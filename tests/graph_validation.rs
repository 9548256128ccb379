//! Graph analysis and graph-level validation rules.

mod helpers;

use flowdoctor::analyze;
use flowdoctor::registry::node_types as t;
use flowdoctor::validate;
use helpers::{connect, node, workflow};

#[test]
fn missing_trigger_is_an_error() {
    let mut wf = workflow(vec![
        node("a", t::SET, 250.0),
        node("b", t::NO_OP, 450.0),
    ]);
    connect(&mut wf, "a", "b");

    let analysis = analyze::analyze(&wf);
    assert!(!analysis.has_trigger);

    let result = validate::validate(&wf);
    assert!(result.has_code("NO_TRIGGER"));
}

#[test]
fn trigger_without_outgoing_edges_is_orphaned() {
    let mut wf = workflow(vec![
        node("trigger", t::MANUAL_TRIGGER, 250.0),
        node("a", t::NO_OP, 450.0),
        node("b", t::NO_OP, 650.0),
    ]);
    connect(&mut wf, "a", "b");

    let analysis = analyze::analyze(&wf);
    assert_eq!(analysis.orphaned_nodes, vec!["trigger".to_string()]);
}

#[test]
fn fully_disconnected_node_is_orphaned_and_unreachable() {
    let mut wf = workflow(vec![
        node("trigger", t::MANUAL_TRIGGER, 250.0),
        node("a", t::NO_OP, 450.0),
        node("island", t::NO_OP, 650.0),
    ]);
    connect(&mut wf, "trigger", "a");

    let analysis = analyze::analyze(&wf);
    assert_eq!(analysis.orphaned_nodes, vec!["island".to_string()]);
    assert_eq!(analysis.unreachable_nodes, vec!["island".to_string()]);
    assert!(!analysis.all_nodes_connected);
}

#[test]
fn node_with_edges_but_no_path_from_trigger_is_unreachable_only() {
    let mut wf = workflow(vec![
        node("trigger", t::MANUAL_TRIGGER, 250.0),
        node("a", t::NO_OP, 450.0),
        node("side", t::NO_OP, 650.0),
    ]);
    connect(&mut wf, "trigger", "a");
    connect(&mut wf, "side", "a");

    let analysis = analyze::analyze(&wf);
    assert!(analysis.orphaned_nodes.is_empty());
    assert_eq!(analysis.unreachable_nodes, vec!["side".to_string()]);

    let result = validate::validate(&wf);
    assert!(result.has_code("UNREACHABLE_NODE"));
    assert!(!result.has_code("ORPHANED_NODE"));
}

#[test]
fn triggers_are_exempt_from_reachability() {
    let mut wf = workflow(vec![
        node("trigger-a", t::MANUAL_TRIGGER, 250.0),
        node("trigger-b", t::WEBHOOK, 260.0),
        node("x", t::NO_OP, 450.0),
    ]);
    connect(&mut wf, "trigger-a", "x");
    connect(&mut wf, "trigger-b", "x");

    let analysis = analyze::analyze(&wf);
    assert_eq!(analysis.trigger_nodes.len(), 2);
    assert!(analysis.unreachable_nodes.is_empty());
    assert!(analysis.all_nodes_connected);
}

#[test]
fn cycle_is_reported_as_a_warning_not_an_error() {
    let mut wf = workflow(vec![
        node("trigger", t::MANUAL_TRIGGER, 250.0),
        node("a", t::NO_OP, 450.0),
        node("b", t::NO_OP, 650.0),
    ]);
    connect(&mut wf, "trigger", "a");
    connect(&mut wf, "a", "b");
    connect(&mut wf, "b", "a");

    let analysis = analyze::analyze(&wf);
    assert!(analysis.circular_references);

    let result = validate::validate(&wf);
    assert!(result.warnings.iter().any(|i| i.code == "CIRCULAR_REFERENCE"));
    assert!(result.is_valid(), "loops alone must not invalidate: {result:?}");
}

#[test]
fn cycle_detection_is_order_independent() {
    let build = |order: &[usize]| {
        let pool = [
            node("trigger", t::MANUAL_TRIGGER, 250.0),
            node("a", t::NO_OP, 450.0),
            node("b", t::NO_OP, 650.0),
        ];
        let mut wf = workflow(order.iter().map(|&i| pool[i].clone()).collect());
        connect(&mut wf, "trigger", "a");
        connect(&mut wf, "a", "b");
        connect(&mut wf, "b", "a");
        wf
    };

    for order in [[0, 1, 2], [2, 1, 0], [1, 2, 0]] {
        assert!(analyze::analyze(&build(&order)).circular_references);
    }
}

#[test]
fn dangling_source_and_target_are_flagged() {
    let mut wf = workflow(vec![
        node("trigger", t::MANUAL_TRIGGER, 250.0),
        node("a", t::NO_OP, 450.0),
    ]);
    connect(&mut wf, "trigger", "a");
    connect(&mut wf, "ghost-source", "a");
    connect(&mut wf, "a", "ghost-target");

    let result = validate::validate(&wf);
    assert!(result.has_code("INVALID_CONNECTION_SOURCE"));
    assert!(result.has_code("INVALID_CONNECTION_TARGET"));
    assert!(result.fixable());
}

#[test]
fn adjacent_unconnected_pair_yields_a_suggestion() {
    let mut wf = workflow(vec![
        node("trigger", t::MANUAL_TRIGGER, 250.0),
        node("a", t::NO_OP, 450.0),
        node("island", t::NO_OP, 650.0),
    ]);
    connect(&mut wf, "trigger", "a");

    let analysis = analyze::analyze(&wf);
    assert_eq!(analysis.missing_connections.len(), 1);
    assert_eq!(analysis.missing_connections[0].from, "a");
    assert_eq!(analysis.missing_connections[0].to, "island");

    // Advisory only: info severity and no fix hint of its own.
    let result = validate::validate(&wf);
    let suggestion = result
        .info
        .iter()
        .find(|i| i.code == "SUGGESTED_CONNECTION")
        .expect("should suggest a -> island");
    assert!(suggestion.fix.is_none());
}

#[test]
fn orphaned_predecessors_do_not_generate_suggestions() {
    let wf = workflow(vec![
        node("trigger", t::MANUAL_TRIGGER, 250.0),
        node("a", t::NO_OP, 450.0),
    ]);
    // Both disconnected: the trigger is orphaned, so no suggestion is made.
    let analysis = analyze::analyze(&wf);
    assert!(analysis.missing_connections.is_empty());
}
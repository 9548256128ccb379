//! Error type for the fallible JSON entry points.
//!
//! Everything found *inside* a workflow document is reported as a
//! `ValidationIssue`, never as an error; this type only covers input that is
//! not deserializable at all.

#[derive(Debug, thiserror::Error)]
pub enum Error {
    #[error("failed to deserialize workflow JSON: {0}")]
    Json(#[from] serde_json::Error),
}
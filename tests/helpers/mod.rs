#![allow(dead_code)]

use flowdoctor::parse::types::{ConnectionTarget, Node, Workflow};
use serde_json::{Map, Value, json};

/// A fully-populated node: id, name, typeVersion, position, empty parameters.
pub fn node(id: &str, type_name: &str, x: f64) -> Node {
    Node {
        id: Some(id.into()),
        name: Some(format!("{id} node")),
        node_type: Some(type_name.into()),
        type_version: Some(1.0),
        position: Some(vec![x, 300.0]),
        parameters: Some(Map::new()),
        credentials: None,
        extra: Map::new(),
    }
}

pub fn node_with_params(id: &str, type_name: &str, x: f64, params: Value) -> Node {
    let mut n = node(id, type_name, x);
    n.parameters = params.as_object().cloned();
    n
}

/// A document with every recommended top-level field present.
pub fn workflow(nodes: Vec<Node>) -> Workflow {
    Workflow {
        name: Some("Test Workflow".into()),
        nodes,
        connections: Some(Default::default()),
        active: Some(false),
        settings: Some(json!({})),
        id: Some("wf-test".into()),
        meta: None,
        tags: None,
        extra: Map::new(),
    }
}

/// Adds `source -> target` on the default main slot, group 0.
pub fn connect(workflow: &mut Workflow, source: &str, target: &str) {
    let connections = workflow.connections.get_or_insert_with(Default::default);
    let groups = connections
        .entry(source.to_string())
        .or_default()
        .entry("main".to_string())
        .or_default();
    if groups.is_empty() {
        groups.push(Vec::new());
    }
    groups[0].push(ConnectionTarget::to_node(target));
}

/// True when `source -> target` exists on any slot of the connection map.
pub fn has_edge(workflow: &Workflow, source: &str, target: &str) -> bool {
    workflow
        .connections
        .as_ref()
        .and_then(|c| c.get(source))
        .is_some_and(|ports| {
            ports
                .values()
                .flatten()
                .flatten()
                .any(|t| t.node == target)
        })
}

/// Every `{node: id}` reference inside the connection map names a real node.
pub fn references_are_sound(workflow: &Workflow) -> bool {
    let ids = workflow.node_ids();
    let Some(connections) = &workflow.connections else {
        return true;
    };
    connections.iter().all(|(source, ports)| {
        ids.contains(source.as_str())
            && ports
                .values()
                .flatten()
                .flatten()
                .all(|t| ids.contains(t.node.as_str()))
    })
}
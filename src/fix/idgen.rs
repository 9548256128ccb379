//! Pluggable id and placeholder-suffix generation.
//!
//! Repairs that need fresh identifiers (node ids, webhook paths) go through
//! this trait so tests can pin a seed and get deterministic output.

use rand::rngs::StdRng;
use rand::{Rng, SeedableRng};

pub trait IdGenerator {
    /// A fresh identifier for a node or workflow.
    fn next_id(&mut self) -> String;

    /// A short suffix for generated placeholder paths.
    fn suffix(&mut self) -> String;
}

pub struct RandomIds {
    rng: StdRng,
}

impl RandomIds {
    pub fn new() -> Self {
        RandomIds {
            rng: StdRng::from_os_rng(),
        }
    }

    pub fn seeded(seed: u64) -> Self {
        RandomIds {
            rng: StdRng::seed_from_u64(seed),
        }
    }

    fn alphanumeric(&mut self, len: usize) -> String {
        (&mut self.rng)
            .sample_iter(rand::distr::Alphanumeric)
            .take(len)
            .map(char::from)
            .collect::<String>()
            .to_ascii_lowercase()
    }
}

impl Default for RandomIds {
    fn default() -> Self {
        Self::new()
    }
}

impl IdGenerator for RandomIds {
    fn next_id(&mut self) -> String {
        format!("node-{}", self.alphanumeric(8))
    }

    fn suffix(&mut self) -> String {
        self.alphanumeric(8)
    }
}

#[cfg(test)]
mod tests {
    use super::*;

    #[test]
    fn seeded_generator_is_deterministic() {
        let mut a = RandomIds::seeded(7);
        let mut b = RandomIds::seeded(7);
        assert_eq!(a.next_id(), b.next_id());
        assert_eq!(a.suffix(), b.suffix());
    }

    #[test]
    fn ids_are_prefixed_and_lowercase() {
        let mut ids = RandomIds::seeded(1);
        let id = ids.next_id();
        assert!(id.starts_with("node-"));
        assert_eq!(id, id.to_ascii_lowercase());
    }
}
//! Graph-level validation: connectivity, reachability, cycles, and
//! dangling references, built on top of `analyze`.

use serde_json::json;

use crate::analyze;
use crate::issue::{ValidationIssue, ValidationResult};
use crate::parse::types::Workflow;

pub fn validate(workflow: &Workflow) -> ValidationResult {
    let mut result = ValidationResult::new();
    let analysis = analyze::analyze(workflow);

    if !analysis.has_trigger {
        result.push(ValidationIssue::error(
            "NO_TRIGGER",
            "Workflow has no trigger node to start execution",
        ));
    }

    for id in &analysis.orphaned_nodes {
        let name = workflow.node_by_id(id).and_then(|n| n.name());
        result.push(
            ValidationIssue::error(
                "ORPHANED_NODE",
                format!("Node '{}' is not connected to the workflow", name.unwrap_or(id)),
            )
            .with_node(Some(id), name)
            .with_fix("Connect the node to its positional neighbors"),
        );
    }

    for id in &analysis.unreachable_nodes {
        let name = workflow.node_by_id(id).and_then(|n| n.name());
        result.push(
            ValidationIssue::error(
                "UNREACHABLE_NODE",
                format!(
                    "Node '{}' can never be reached from a trigger",
                    name.unwrap_or(id)
                ),
            )
            .with_node(Some(id), name)
            .with_fix("Connect the node to an upstream node"),
        );
    }

    if analysis.circular_references {
        result.push(ValidationIssue::warning(
            "CIRCULAR_REFERENCE",
            "Workflow contains a connection cycle; loops only make sense for retry or polling constructs",
        ));
    }

    validate_references(workflow, &mut result);

    for suggestion in &analysis.missing_connections {
        result.push(
            ValidationIssue::info(
                "SUGGESTED_CONNECTION",
                format!(
                    "Nodes '{}' and '{}' are adjacent on the canvas but not connected",
                    suggestion.from, suggestion.to
                ),
            )
            .with_details(json!({ "from": suggestion.from, "to": suggestion.to })),
        );
    }

    result
}

/// Every id inside the connection map must name an existing node.
fn validate_references(workflow: &Workflow, result: &mut ValidationResult) {
    let Some(connections) = &workflow.connections else {
        return;
    };
    let ids = workflow.node_ids();

    for (source, ports) in connections {
        if !ids.contains(source.as_str()) {
            result.push(
                ValidationIssue::error(
                    "INVALID_CONNECTION_SOURCE",
                    format!("Connections reference unknown source node '{source}'"),
                )
                .with_fix("Remove the connection entry")
                .with_details(json!({ "source": source })),
            );
        }
        for (slot, groups) in ports {
            for targets in groups {
                for target in targets {
                    if !ids.contains(target.node.as_str()) {
                        result.push(
                            ValidationIssue::error(
                                "INVALID_CONNECTION_TARGET",
                                format!(
                                    "Connection from '{source}' references unknown target node '{}'",
                                    target.node
                                ),
                            )
                            .with_fix("Remove the connection target")
                            .with_details(json!({
                                "source": source,
                                "slot": slot,
                                "target": target.node,
                            })),
                        );
                    }
                }
            }
        }
    }
}
//! The built-in node catalogue.
//!
//! One entry per known node type. Parameter schemas list what validation
//! checks and what auto-fill repairs; `required` drives both. Parameters the
//! semantic rules own outright (conditions, code bodies) are declared but
//! not marked required so the generic checks don't double-report them.

use super::node_types as t;
use super::{Category, NodeDefinition, ParamDefault, ParameterSpec};

const IN_MAIN: &[&str] = &["main"];
const OUT_MAIN: &[&str] = &["main"];
const OUT_TWO: &[&str] = &["main", "main"];
const OUT_FOUR: &[&str] = &["main", "main", "main", "main"];
const NO_PORTS: &[&str] = &[];

const HTTP_METHODS: &[&str] = &["GET", "POST", "PUT", "DELETE", "PATCH", "HEAD"];

pub(crate) fn builtin_nodes() -> Vec<NodeDefinition> {
    let mut nodes = Vec::new();
    nodes.extend(triggers());
    nodes.extend(actions());
    nodes.extend(integrations());
    nodes.extend(data_nodes());
    nodes.extend(logic_nodes());
    nodes.extend(utility_nodes());
    nodes
}

fn triggers() -> Vec<NodeDefinition> {
    vec![
        NodeDefinition {
            type_name: t::MANUAL_TRIGGER,
            display_name: "Manual Trigger",
            description: "Starts the workflow when triggered manually",
            category: Category::Trigger,
            keywords: &["start", "manual", "test", "run"],
            parameters: vec![],
            inputs: NO_PORTS,
            outputs: OUT_MAIN,
        },
        NodeDefinition {
            type_name: t::SCHEDULE_TRIGGER,
            display_name: "Schedule Trigger",
            description: "Starts the workflow on a fixed schedule",
            category: Category::Trigger,
            keywords: &["cron", "schedule", "timer", "interval", "poll"],
            parameters: vec![
                ParameterSpec::collection("rule").default(ParamDefault::EmptyObject),
            ],
            inputs: NO_PORTS,
            outputs: OUT_MAIN,
        },
        NodeDefinition {
            type_name: t::CRON,
            display_name: "Cron",
            description: "Starts the workflow on a cron expression (legacy)",
            category: Category::Trigger,
            keywords: &["cron", "schedule", "timer"],
            parameters: vec![
                ParameterSpec::collection("triggerTimes").default(ParamDefault::EmptyObject),
            ],
            inputs: NO_PORTS,
            outputs: OUT_MAIN,
        },
        NodeDefinition {
            type_name: t::WEBHOOK,
            display_name: "Webhook",
            description: "Starts the workflow when an HTTP request arrives",
            category: Category::Trigger,
            keywords: &["http", "callback", "receive", "endpoint"],
            parameters: vec![
                ParameterSpec::string("path").required(),
                ParameterSpec::options("httpMethod", HTTP_METHODS),
                ParameterSpec::options("responseMode", &["onReceived", "lastNode"])
                    .default(ParamDefault::Str("onReceived")),
                ParameterSpec::options("authentication", &["none", "basicAuth", "headerAuth"])
                    .default(ParamDefault::Str("none")),
            ],
            inputs: NO_PORTS,
            outputs: OUT_MAIN,
        },
        NodeDefinition {
            type_name: t::ERROR_TRIGGER,
            display_name: "Error Trigger",
            description: "Starts the workflow when another workflow errors",
            category: Category::Trigger,
            keywords: &["error", "failure", "catch"],
            parameters: vec![],
            inputs: NO_PORTS,
            outputs: OUT_MAIN,
        },
    ]
}
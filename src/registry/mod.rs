//! Static catalogue of known node types and their parameter schemas.
//!
//! A flat keyed collection built once at startup; pure lookups, no mutation,
//! safe for unsynchronized concurrent reads.

mod catalog;

use std::collections::HashMap;
use std::sync::LazyLock;

use serde_json::{Value, json};

/// Canonical type identifiers for the node types that get special-cased
/// validation or repair. Everything else is looked up by its literal string.
pub mod node_types {
    pub const MANUAL_TRIGGER: &str = "n8n-nodes-base.manualTrigger";
    pub const SCHEDULE_TRIGGER: &str = "n8n-nodes-base.scheduleTrigger";
    pub const CRON: &str = "n8n-nodes-base.cron";
    pub const WEBHOOK: &str = "n8n-nodes-base.webhook";
    pub const ERROR_TRIGGER: &str = "n8n-nodes-base.errorTrigger";
    pub const HTTP_REQUEST: &str = "n8n-nodes-base.httpRequest";
    pub const EMAIL_SEND: &str = "n8n-nodes-base.emailSend";
    pub const RESPOND_TO_WEBHOOK: &str = "n8n-nodes-base.respondToWebhook";
    pub const EXECUTE_COMMAND: &str = "n8n-nodes-base.executeCommand";
    pub const GMAIL: &str = "n8n-nodes-base.gmail";
    pub const SLACK: &str = "n8n-nodes-base.slack";
    pub const TELEGRAM: &str = "n8n-nodes-base.telegram";
    pub const DISCORD: &str = "n8n-nodes-base.discord";
    pub const GOOGLE_SHEETS: &str = "n8n-nodes-base.googleSheets";
    pub const AIRTABLE: &str = "n8n-nodes-base.airtable";
    pub const NOTION: &str = "n8n-nodes-base.notion";
    pub const POSTGRES: &str = "n8n-nodes-base.postgres";
    pub const GITHUB: &str = "n8n-nodes-base.github";
    pub const OPEN_AI: &str = "n8n-nodes-base.openAi";
    pub const SET: &str = "n8n-nodes-base.set";
    pub const MERGE: &str = "n8n-nodes-base.merge";
    pub const SPLIT_IN_BATCHES: &str = "n8n-nodes-base.splitInBatches";
    pub const ITEM_LISTS: &str = "n8n-nodes-base.itemLists";
    pub const IF: &str = "n8n-nodes-base.if";
    pub const SWITCH: &str = "n8n-nodes-base.switch";
    pub const FILTER: &str = "n8n-nodes-base.filter";
    pub const CODE: &str = "n8n-nodes-base.code";
    pub const NO_OP: &str = "n8n-nodes-base.noOp";
    pub const WAIT: &str = "n8n-nodes-base.wait";
    pub const STOP_AND_ERROR: &str = "n8n-nodes-base.stopAndError";
}

#[derive(Debug, Clone, Copy, PartialEq, Eq, serde::Serialize)]
#[serde(rename_all = "lowercase")]
pub enum Category {
    Trigger,
    Action,
    Integration,
    Data,
    Logic,
    Utility,
}

impl Category {
    pub fn parse(s: &str) -> Option<Category> {
        match s {
            "trigger" => Some(Category::Trigger),
            "action" => Some(Category::Action),
            "integration" => Some(Category::Integration),
            "data" => Some(Category::Data),
            "logic" => Some(Category::Logic),
            "utility" => Some(Category::Utility),
            _ => None,
        }
    }
}

impl std::fmt::Display for Category {
    fn fmt(&self, f: &mut std::fmt::Formatter<'_>) -> std::fmt::Result {
        match self {
            Category::Trigger => write!(f, "trigger"),
            Category::Action => write!(f, "action"),
            Category::Integration => write!(f, "integration"),
            Category::Data => write!(f, "data"),
            Category::Logic => write!(f, "logic"),
            Category::Utility => write!(f, "utility"),
        }
    }
}

#[derive(Debug, Clone, Copy, PartialEq, Eq, serde::Serialize)]
#[serde(rename_all = "lowercase")]
pub enum ParamKind {
    String,
    Number,
    Boolean,
    Options,
    Collection,
}

impl std::fmt::Display for ParamKind {
    fn fmt(&self, f: &mut std::fmt::Formatter<'_>) -> std::fmt::Result {
        match self {
            ParamKind::String => write!(f, "string"),
            ParamKind::Number => write!(f, "number"),
            ParamKind::Boolean => write!(f, "boolean"),
            ParamKind::Options => write!(f, "options"),
            ParamKind::Collection => write!(f, "collection"),
        }
    }
}

/// Const-friendly default value for a parameter spec.
#[derive(Debug, Clone, Copy, PartialEq)]
pub enum ParamDefault {
    Str(&'static str),
    Num(f64),
    Bool(bool),
    EmptyObject,
    EmptyArray,
}

impl ParamDefault {
    pub fn to_value(self) -> Value {
        match self {
            ParamDefault::Str(s) => Value::String(s.into()),
            ParamDefault::Num(n) => json!(n),
            ParamDefault::Bool(b) => Value::Bool(b),
            ParamDefault::EmptyObject => json!({}),
            ParamDefault::EmptyArray => json!([]),
        }
    }
}

#[derive(Debug, Clone)]
pub struct ParameterSpec {
    pub name: &'static str,
    pub kind: ParamKind,
    pub required: bool,
    pub default: Option<ParamDefault>,
    pub options: &'static [&'static str],
    pub placeholder: Option<&'static str>,
}

impl ParameterSpec {
    pub fn new(name: &'static str, kind: ParamKind) -> Self {
        ParameterSpec {
            name,
            kind,
            required: false,
            default: None,
            options: &[],
            placeholder: None,
        }
    }

    pub fn string(name: &'static str) -> Self {
        Self::new(name, ParamKind::String)
    }

    pub fn number(name: &'static str) -> Self {
        Self::new(name, ParamKind::Number)
    }

    pub fn boolean(name: &'static str) -> Self {
        Self::new(name, ParamKind::Boolean)
    }

    pub fn options(name: &'static str, options: &'static [&'static str]) -> Self {
        let mut spec = Self::new(name, ParamKind::Options);
        spec.options = options;
        spec
    }

    pub fn collection(name: &'static str) -> Self {
        Self::new(name, ParamKind::Collection)
    }

    pub fn required(mut self) -> Self {
        self.required = true;
        self
    }

    pub fn default(mut self, value: ParamDefault) -> Self {
        self.default = Some(value);
        self
    }

    pub fn placeholder(mut self, text: &'static str) -> Self {
        self.placeholder = Some(text);
        self
    }
}

#[derive(Debug, Clone)]
pub struct NodeDefinition {
    pub type_name: &'static str,
    pub display_name: &'static str,
    pub description: &'static str,
    pub category: Category,
    pub keywords: &'static [&'static str],
    pub parameters: Vec<ParameterSpec>,
    /// Input slot kinds. Empty for triggers.
    pub inputs: &'static [&'static str],
    /// Output slot kinds. More than one marks a branching node whose output
    /// semantics must never be collapsed into a single inferred successor.
    pub outputs: &'static [&'static str],
}

impl NodeDefinition {
    pub fn is_trigger(&self) -> bool {
        self.category == Category::Trigger
    }

    pub fn is_branching(&self) -> bool {
        self.outputs.len() > 1
    }

    pub fn required_parameters(&self) -> impl Iterator<Item = &ParameterSpec> {
        self.parameters.iter().filter(|p| p.required)
    }
}

pub struct NodeRegistry {
    nodes: Vec<NodeDefinition>,
    index: HashMap<&'static str, usize>,
}

static GLOBAL: LazyLock<NodeRegistry> = LazyLock::new(NodeRegistry::new);

impl NodeRegistry {
    pub fn new() -> Self {
        let nodes = catalog::builtin_nodes();
        let index = nodes
            .iter()
            .enumerate()
            .map(|(i, def)| (def.type_name, i))
            .collect();
        NodeRegistry { nodes, index }
    }

    /// The process-wide registry, constructed on first use.
    pub fn global() -> &'static NodeRegistry {
        &GLOBAL
    }

    pub fn get(&self, type_name: &str) -> Option<&NodeDefinition> {
        self.index.get(type_name).map(|&i| &self.nodes[i])
    }

    pub fn by_category(&self, category: Category) -> Vec<&NodeDefinition> {
        self.nodes
            .iter()
            .filter(|def| def.category == category)
            .collect()
    }

    /// Case-insensitive substring match over display name, description, and
    /// keywords, in declaration order.
    pub fn search(&self, query: &str) -> Vec<&NodeDefinition> {
        let query = query.to_ascii_lowercase();
        self.nodes
            .iter()
            .filter(|def| {
                def.display_name.to_ascii_lowercase().contains(&query)
                    || def.description.to_ascii_lowercase().contains(&query)
                    || def
                        .keywords
                        .iter()
                        .any(|k| k.to_ascii_lowercase().contains(&query))
            })
            .collect()
    }

    pub fn iter(&self) -> impl Iterator<Item = &NodeDefinition> {
        self.nodes.iter()
    }

    pub fn len(&self) -> usize {
        self.nodes.len()
    }

    pub fn is_empty(&self) -> bool {
        self.nodes.is_empty()
    }
}

impl Default for NodeRegistry {
    fn default() -> Self {
        Self::new()
    }
}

Exercise directions: In the entries above, find the line with "filename src/fix/idgen.rs" and the line with "use crate::analyze;", then set down exactly those two and every line between them, nothing else.

Expected output:
filename src/fix/idgen.rs
repository 9548256128ccb379
//! Pluggable id and placeholder-suffix generation.
//!
//! Repairs that need fresh identifiers (node ids, webhook paths) go through
//! this trait so tests can pin a seed and get deterministic output.

use rand::rngs::StdRng;
use rand::{Rng, SeedableRng};

pub trait IdGenerator {
    /// A fresh identifier for a node or workflow.
    fn next_id(&mut self) -> String;

    /// A short suffix for generated placeholder paths.
    fn suffix(&mut self) -> String;
}

pub struct RandomIds {
    rng: StdRng,
}

impl RandomIds {
    pub fn new() -> Self {
        RandomIds {
            rng: StdRng::from_os_rng(),
        }
    }

    pub fn seeded(seed: u64) -> Self {
        RandomIds {
            rng: StdRng::seed_from_u64(seed),
        }
    }

    fn alphanumeric(&mut self, len: usize) -> String {
        (&mut self.rng)
            .sample_iter(rand::distr::Alphanumeric)
            .take(len)
            .map(char::from)
            .collect::<String>()
            .to_ascii_lowercase()
    }
}

impl Default for RandomIds {
    fn default() -> Self {
        Self::new()
    }
}

impl IdGenerator for RandomIds {
    fn next_id(&mut self) -> String {
        format!("node-{}", self.alphanumeric(8))
    }

    fn suffix(&mut self) -> String {
        self.alphanumeric(8)
    }
}

#[cfg(test)]
mod tests {
    use super::*;

    #[test]
    fn seeded_generator_is_deterministic() {
        let mut a = RandomIds::seeded(7);
        let mut b = RandomIds::seeded(7);
        assert_eq!(a.next_id(), b.next_id());
        assert_eq!(a.suffix(), b.suffix());
    }

    #[test]
    fn ids_are_prefixed_and_lowercase() {
        let mut ids = RandomIds::seeded(1);
        let id = ids.next_id();
        assert!(id.starts_with("node-"));
        assert_eq!(id, id.to_ascii_lowercase());
    }
}
//! Graph-level validation: connectivity, reachability, cycles, and
//! dangling references, built on top of `analyze`.

use serde_json::json;

use crate::analyze;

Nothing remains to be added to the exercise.